The documents hint at frustration on the part of the Defence Intelligence Agency (DIA), the unit leading the effort, as it came up against the formidable challenge of mapping out “hardened and buried targets,” including some in Libya that were sprawling “leadership protection” complexes located 40 feet or more beneath ground level.

A 1999 DIA threat assessment stated that “The proliferation of underground facilities (UGFs) in recent years has emerged as one of the most difficult challenges facing the U.S. Intelligence Community and is projected to become even more of a problem over the next two decades.”

Citing known bunker facilities in nations such as China, Russia, Syria, Iran and North Korea — all firmly beyond the network of nations that the U.S. describes as “allies” — 21 documents unsealed this week in response to Freedom of Information Act requests suggest that UGFs were used for a range of purposes, from concealment and transportation to fuel and food storage and preservation of command and communications capabilities.

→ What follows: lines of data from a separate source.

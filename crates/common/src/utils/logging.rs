use std::io;
use tracing_subscriber::{fmt, EnvFilter};

/// Initialize tracing subscriber with sensible defaults and stdout writer.
/// - Respects `RUST_LOG` if set
/// - Falls back to `info,tower_http=info,axum=info`
/// - Writes to stdout to improve visibility in environments that hide stderr
pub fn init_logging_default() {
    let env_filter = EnvFilter::try_from_default_env()
        .unwrap_or_else(|_| EnvFilter::new("info,tower_http=info,axum=info"));
    let _ = fmt()
        .with_env_filter(env_filter)
        .with_target(false)
        .compact()
        .with_writer(io::stdout)
        .try_init();
}

/// Initialize tracing subscriber with JSON structured output.
/// - Respects `RUST_LOG` if set, defaults to `info`
/// - Emits structured JSON logs for better machine parsing
/// - Writes to stdout for consistent container logging behavior
pub fn init_logging_json() {
    // 默认启用 info，存储服务内部的查询细节使用 debug 以便排查
    // 可通过 RUST_LOG 覆盖，例如 RUST_LOG=info,service::storage=trace
    let env_filter = EnvFilter::try_from_default_env()
        .unwrap_or_else(|_| EnvFilter::new("info,service::storage=debug"));
    let _ = fmt()
        .with_env_filter(env_filter)
        .with_target(false)
        .json()
        .with_writer(io::stdout)
        .try_init();
}

/// Pick the subscriber flavour from `LOG_FORMAT` (`json` or anything else for compact).
pub fn init_logging_from_env() {
    match std::env::var("LOG_FORMAT").as_deref() {
        Ok("json") => init_logging_json(),
        _ => init_logging_default(),
    }
}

Most worrying for the DIA, however, were UGF factories for weapons productionIn 1966 Beijing was said to have launched Project 816 for an underground plutonium production reactor and a reprocessing facility near the village of Baotao in the Fuling District of Chongqing Province.

The archive documents also indicate that the U.S. had considered a number of “neutralising concepts” for the UGF’s, including to “undermine with suitcase nukes,” and “entombment” by overburdening the physical structures.

Yet there appeared to be technical challenges and in 2012 the Pentagon reportedly concluded that even its 13,600-kg Massive Ordnance Penetrator “was not capable of destroying some of Iran’s hardened underground facilities.”